Rolling out zero trust alleviated that pain, and addressed user experience and security in a single solution.
The zero trust footnote: Why is my meeting quality bad?
After we’d dealt with keeping employees safe during the COVID-19 crisis, I was gung-ho for moving fully forward with a Zero Trust infrastructure for the entire company. But our CIO and I had a difference of opinion on where to take Zero Trust. I wanted to push it further and use it to enable direct internet connections to our cloud applications and assets, while he felt that might introduce too much change for employees during the pandemic.
But oddly enough, in April 2020 our CEO called a meeting. The CEO and his wife had concurrent Zoom calls, each with a similar number of participants. The CEO’s online meeting suffered continual audio and video drops. But his wife’s call ran with great sound and video. Why was this happening? What’s the problem?

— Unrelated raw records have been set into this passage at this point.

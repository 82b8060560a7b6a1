//! Findex Watcher - getting the filesystem into the index
//!
//! This crate handles the filesystem side of things:
//! - Crawling the configured roots into a fresh index
//! - Watching them and patching the index as paths change
//! - Walking them directly when no index is available yet
//!
//! All three walk the same way, so the exclusion policy and the depth
//! bound mean the same thing everywhere.

mod crawler;
mod error;
mod live;
mod walk;
mod watcher;

pub use crawler::{CrawlOptions, CrawlProgress, CrawlStatus, CrawlSummary, Crawler};
pub use error::WatchError;
pub use live::search_live;
pub use watcher::{apply_change, ChangeListener, FileChange, ListenerOptions};
//! Index readiness and the one-crawl-at-a-time guard.

use serde::{Deserialize, Serialize};
use std::sync::atomic::{AtomicBool, Ordering};
use std::sync::Arc;

/// Snapshot answered by `getIndexStatus`.
#[derive(Debug, Clone, Copy, PartialEq, Eq, Serialize, Deserialize)]
#[serde(rename_all = "camelCase")]
pub struct IndexStatus {
    pub ready: bool,
    pub count: usize,
    pub building: bool,
}

/// Ready and building flags for one engine.
#[derive(Debug, Default)]
pub struct IndexState {
    ready: AtomicBool,
    building: AtomicBool,
}

impl IndexState {
    pub fn new() -> Self {
        Self::default()
    }

    pub fn is_ready(&self) -> bool {
        self.ready.load(Ordering::Acquire)
    }

    pub fn set_ready(&self, ready: bool) {
        self.ready.store(ready, Ordering::Release);
    }

    pub fn is_building(&self) -> bool {
        self.building.load(Ordering::Acquire)
    }
}

/// Held for the duration of a crawl. Dropping it clears `building`.
#[derive(Debug)]
pub struct BuildLock {
    state: Arc<IndexState>,
}

impl BuildLock {
    /// Takes the lock, or returns None if a crawl is already running.
    pub fn acquire(state: &Arc<IndexState>) -> Option<Self> {
        state
            .building
            .compare_exchange(false, true, Ordering::AcqRel, Ordering::Acquire)
            .ok()
            .map(|_| Self {
                state: Arc::clone(state),
            })
    }
}

impl Drop for BuildLock {
    fn drop(&mut self) {
        self.state.building.store(false, Ordering::Release);
    }
}
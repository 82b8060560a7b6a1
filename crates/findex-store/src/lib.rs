//! Findex Store - the persistent file index
//!
//! Records live in a sled database; a path-ordered in-memory mirror
//! answers queries without a storage round-trip. The [`Index`] type
//! keeps the two consistent and is what the crawler, the change
//! listener and the search engine share.

mod index;
mod mirror;
mod store;

pub use index::Index;
pub use mirror::Mirror;
pub use store::{IndexStore, Result, StoreError};

/// Metadata key: unix millis of the last completed full crawl.
pub const META_LAST_INDEXED_AT: &str = "lastIndexedAt";
/// Metadata key: the roots used by the last completed full crawl.
pub const META_LAST_SEARCH_PATHS: &str = "lastSearchPaths";
/// Metadata key: the exclude patterns used by the last completed full crawl.
pub const META_LAST_EXCLUDE_PATTERNS: &str = "lastExcludePatterns";
/// Metadata key: recent search history, newest first.
pub const META_RECENT_SEARCHES: &str = "recentSearches";
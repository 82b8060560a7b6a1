//! Query normalization and result types.
//!
//! These structs are what a caller gets back from a search. They're
//! designed to be easily serializable for the protocol.

use crate::record::FileRecord;
use crate::scorer;
use serde::{Deserialize, Serialize};

/// Splits a raw query into lowercase terms, dropping empties.
pub fn parse_query(query: &str) -> Vec<String> {
    query
        .split_whitespace()
        .map(str::to_lowercase)
        .filter(|t| !t.is_empty())
        .collect()
}

/// True when the lowercase name contains every term as a substring.
///
/// This is the coarse pre-filter applied before scoring.
pub fn contains_all_terms<S: AsRef<str>>(name_lower: &str, terms: &[S]) -> bool {
    terms.iter().all(|t| name_lower.contains(t.as_ref()))
}

/// A record paired with its score for the duration of one query.
#[derive(Debug, Clone)]
pub struct ScoredCandidate {
    pub record: FileRecord,
    pub score: u32,
}

impl ScoredCandidate {
    /// Scores a record, returning None when the terms reject it.
    pub fn score(record: FileRecord, terms: &[String]) -> Option<Self> {
        match scorer::score(record.name(), terms) {
            0 => None,
            score => Some(Self { record, score }),
        }
    }
}

/// Sorts best-first. Equal scores keep their retrieval order.
pub fn rank(candidates: &mut [ScoredCandidate]) {
    candidates.sort_by(|a, b| b.score.cmp(&a.score));
}

/// One search result, with the score stripped.
#[derive(Debug, Clone, PartialEq, Eq, Serialize, Deserialize)]
#[serde(rename_all = "camelCase")]
pub struct SearchHit {
    pub name: String,
    pub path: String,
    pub is_directory: bool,
}

impl From<&FileRecord> for SearchHit {
    fn from(record: &FileRecord) -> Self {
        Self {
            name: record.name().to_string(),
            path: record.path().to_string(),
            is_directory: record.is_directory(),
        }
    }
}

impl From<ScoredCandidate> for SearchHit {
    fn from(candidate: ScoredCandidate) -> Self {
        Self::from(&candidate.record)
    }
}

The issue was exactly what the CIO and I had discussed a week earlier: backhauling. Our CEO’s web-conferencing traffic was routing through his home network in Washington, D.C., out to our Phoenix data center, and then to the Zscaler service edge in Los Angeles—all before connecting to the Zoom infrastructure. As for his wife’s call, well, we can make the simple assumption that her device traffic went directly through their local gateway. As I told the CIO: “You can fix this with direct internet connections—using zero trust.”
This meeting with the CEO triggered our global zero trust user deployment—a happy ending!